Children growing up free and loving nature.

Low fantasy for children, with a few performances on the campy side. Even a lesser writer than Astrid Lindgren and a lesser director than Tage Danielsson could have made this worth watching. Lindgren wisely eschews the moral dichotomy of her own previous genre efforts and spices things up with a couple of semi-sapient races inspired by Norse folklore, and a strange sort of fantasy feminism in a setting dominated by mentally childlike bachelor robbers with no apparent interest in women; it barely passes the Bechdel test, but the women are strong. With characteristic playfulness and sensitivity, Danielsson brings some fine performances out of Hanna Zetterberg and a fair share of the contemporary elite: Lena Nyman, Börje Ahlstedt (“Jag har inge barn!”), Allan Edwall, Per Oscarsson. The result was the highest-grossing Swedish film of the year and a part of my generation’s shared mythology. Thousands of girls were named Ronja because of Lindgren’s book and this film.

As usual with films based on Lindgren’s work, there are some strong Stockholm accents, and for a film so concerned with nature, it’s strangely uninformative. As Mirja Hagström pointed out in a 2012 Youtube video with 200,000+ hits as of 2016, the prop used for soft, anti-septic and absorbent “vitmossa” in the film is technically a lichen, not sphagnum or moss of any kind, and less suited to treating wounds.

As of 2016 IMDb has a separate entry for the 1986 mini-series, but that’s re-cut from the same project.

moving picture fiction

Ronja the Robber’s Daughter (2014Moving picture, 11 hours)

Seen in 2016.

I saw the Swedish dub on SVT.

Ronja (Ronia in some English translations) grows up with a band of robbers in an early-medieval castle on a hill. She knows of no other children until a rival band moves into the other half of the castle.

Directed by Miyazaki Gorō and animated in cel-shaded 3D by Polygon Pictures in “cooperation” with Studio Ghibli. This is four or five times longer than the 1984/1986 live-action version because it’s made in a style reminiscent of Heidi: A Girl of the Alps (1974), with pacing sometimes comparable to the glacial 3000 Leagues in Search of Mother (1976), which I would have called impossible in 2014 if I hadn’t seen it.

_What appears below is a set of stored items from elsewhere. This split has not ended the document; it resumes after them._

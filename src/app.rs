use std::io::Write;

use async_channel::Receiver;
use tracing::{debug, info, trace};

use crate::{
    config::Config,
    error::StopwatchError,
    stopwatch::{Phase, TimerState},
    ticker::{Period, TickSource},
    widget::{Action, Theme, View},
};

/// The widget: stopwatch state, theme, and the tick source that drives the
/// state while it is running.
pub struct App {
    state: TimerState,
    theme: Theme,
    ticks: TickSource<TimerState>,
    running_period: Period,
}

impl App {
    pub fn new(config: &Config) -> Result<Self, StopwatchError> {
        let running_period = Period::every(config.tick)?;
        let mut ticks = TickSource::new(config.immediate);
        ticks.set_callback(TimerState::tick);

        Ok(Self {
            state: TimerState::new(),
            theme: config.theme,
            ticks,
            running_period,
        })
    }

    pub fn state(&self) -> &TimerState {
        &self.state
    }

    pub fn theme(&self) -> Theme {
        self.theme
    }

    pub fn is_ticking(&self) -> bool {
        self.ticks.is_enabled()
    }

    pub fn view(&self) -> View {
        View::of(&self.state, self.theme)
    }

    /// Applies one user action. Must be called inside a tokio runtime.
    pub fn dispatch(&mut self, action: Action) {
        debug!(?action, phase = ?self.state.phase(), "dispatch");
        match action {
            Action::TogglePause => self.state.toggle_pause(),
            Action::StartReset => self.state.toggle_start(),
            Action::PauseButton => {
                if self.state.phase() == Phase::Idle {
                    debug!("pause button is disabled while idle");
                } else {
                    self.state.toggle_pause();
                }
            }
            Action::ToggleTheme => {
                self.theme = self.theme.toggle();
                info!(theme = %self.theme, "theme changed");
            }
            Action::Quit => {}
        }
        self.sync_schedule();
    }

    /// Ticks run only while the stopwatch is running.
    fn sync_schedule(&mut self) {
        let period = if self.state.is_running() {
            self.running_period
        } else {
            Period::Disabled
        };
        self.ticks.set_period(period, &mut self.state);
    }

    /// Renders, then serves ticks and actions until `Quit` arrives or the
    /// action channel closes.
    pub async fn run<W: Write>(
        &mut self,
        actions: Receiver<Action>,
        out: &mut W,
    ) -> Result<(), StopwatchError> {
        self.view().render(out)?;

        loop {
            tokio::select! {
                _ = self.ticks.wait() => {
                    self.ticks.fire(&mut self.state);
                    trace!(elapsed_ms = self.state.elapsed_ms, "tick");
                }
                action = actions.recv() => match action {
                    Ok(Action::Quit) => {
                        info!(elapsed_ms = self.state.elapsed_ms, "quit");
                        break;
                    }
                    Ok(action) => self.dispatch(action),
                    Err(_) => {
                        debug!("action channel closed");
                        break;
                    }
                },
            }
            self.view().render(out)?;
        }

        Ok(())
    }
}

#[cfg(test)]
mod tests {
    use std::time::Duration;

    use tokio::time::sleep;

    use super::*;
    use crate::stopwatch::TICK_MS;

    fn app() -> App {
        App::new(&Config::default()).unwrap()
    }

    #[tokio::test(start_paused = true)]
    async fn test_start_ticks_immediately() {
        let mut app = app();
        assert!(!app.is_ticking());

        app.dispatch(Action::TogglePause);
        assert_eq!(app.state().phase(), Phase::Running);
        assert_eq!(app.state().elapsed_ms, TICK_MS);
        assert!(app.is_ticking());
    }

    #[tokio::test(start_paused = true)]
    async fn test_start_without_immediate_tick() {
        let config = Config {
            immediate: false,
            ..Config::default()
        };
        let mut app = App::new(&config).unwrap();

        app.dispatch(Action::StartReset);
        assert_eq!(app.state().phase(), Phase::Running);
        assert_eq!(app.state().elapsed_ms, 0);
    }

    #[tokio::test(start_paused = true)]
    async fn test_pause_stops_ticking() {
        let mut app = app();
        app.dispatch(Action::StartReset);
        app.dispatch(Action::PauseButton);

        assert_eq!(app.state().phase(), Phase::Paused);
        assert!(!app.is_ticking());
        assert_eq!(app.state().elapsed_ms, TICK_MS);

        app.dispatch(Action::PauseButton);
        assert_eq!(app.state().phase(), Phase::Running);
        assert_eq!(app.state().elapsed_ms, 2 * TICK_MS);
    }

    #[tokio::test(start_paused = true)]
    async fn test_pause_button_disabled_while_idle() {
        let mut app = app();
        app.dispatch(Action::PauseButton);
        assert_eq!(app.state(), &TimerState::new());
        assert!(!app.is_ticking());
    }

    #[tokio::test(start_paused = true)]
    async fn test_start_reset_while_running_resets() {
        let mut app = app();
        app.dispatch(Action::StartReset);
        app.dispatch(Action::StartReset);

        assert_eq!(app.state(), &TimerState::new());
        assert!(!app.is_ticking());
        assert_eq!(app.view().start_reset.label, "Start");
    }

    #[tokio::test(start_paused = true)]
    async fn test_theme_toggle_leaves_timer_alone() {
        let mut app = app();
        assert_eq!(app.theme(), Theme::Dark);

        app.dispatch(Action::ToggleTheme);
        assert_eq!(app.theme(), Theme::Light);
        assert_eq!(app.view().theme_class, "light");
        assert_eq!(app.state(), &TimerState::new());
        assert!(!app.is_ticking());
    }

    #[tokio::test(start_paused = true)]
    async fn test_run_advances_once_per_interval() {
        let (tx, rx) = async_channel::unbounded();
        let mut app = app();

        tx.send(Action::TogglePause).await.unwrap();
        tokio::spawn(async move {
            sleep(Duration::from_millis(3500)).await;
            tx.send(Action::Quit).await.unwrap();
        });

        let mut out = Vec::new();
        app.run(rx, &mut out).await.unwrap();

        assert_eq!(app.state().elapsed_ms, 4 * TICK_MS);
        let frames = String::from_utf8(out).unwrap();
        assert!(frames.contains("00:00"));
        assert!(frames.contains("00:04"));
    }

    #[tokio::test(start_paused = true)]
    async fn test_run_holds_time_while_paused() {
        let (tx, rx) = async_channel::unbounded();
        let mut app = app();

        tx.send(Action::TogglePause).await.unwrap();
        tokio::spawn(async move {
            sleep(Duration::from_millis(2500)).await;
            tx.send(Action::TogglePause).await.unwrap();
            sleep(Duration::from_millis(5000)).await;
            tx.send(Action::TogglePause).await.unwrap();
            sleep(Duration::from_millis(1500)).await;
            tx.send(Action::Quit).await.unwrap();
        });

        let mut out = Vec::new();
        app.run(rx, &mut out).await.unwrap();

        // 3 ticks before the pause, 1 on unpause, 1 a second later.
        assert_eq!(app.state().elapsed_ms, 5 * TICK_MS);
        assert_eq!(app.state().phase(), Phase::Running);
    }

    #[tokio::test(start_paused = true)]
    async fn test_run_stops_when_channel_closes() {
        let (tx, rx) = async_channel::unbounded();
        let mut app = app();

        tx.send(Action::ToggleTheme).await.unwrap();
        drop(tx);

        let mut out = Vec::new();
        app.run(rx, &mut out).await.unwrap();
        assert_eq!(app.theme(), Theme::Light);
    }
}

Most episodes move slower than the other children’s entertainment on contemporary Swedish state television, which is itself pretty slow compared to more commercial stuff. I assume the pace comes from a desire to have children as young as 4 following along, as well as a desire to be faithful to Lindgren in a 2-cour runtime that’s a little too long. Thankfully, much of that runtime is devoted to natural scenery.

“Vargklämman”, the outpost of the fortress that makes it defensible against local lords, is romantically designed here, in keeping with the children’s superhuman jumping skills and the kitsch fantasy utility of torches. Other problems with the plotting are inherited from the book. Obviously the route through the forest has to be so economically important that the local lord can afford having his men at arms escort the travellers on it—here in weird but easily animated hexagonal scale armour—while at the same time, it has to make sense for the robbers to steal the travellers’ goods. So far so good, but if the robbers ever fence these goods on some kind of market, we never see it. They seem self-sufficient despite not growing a lot of crops or keeping much livestock, and despite having to keep a constant watch.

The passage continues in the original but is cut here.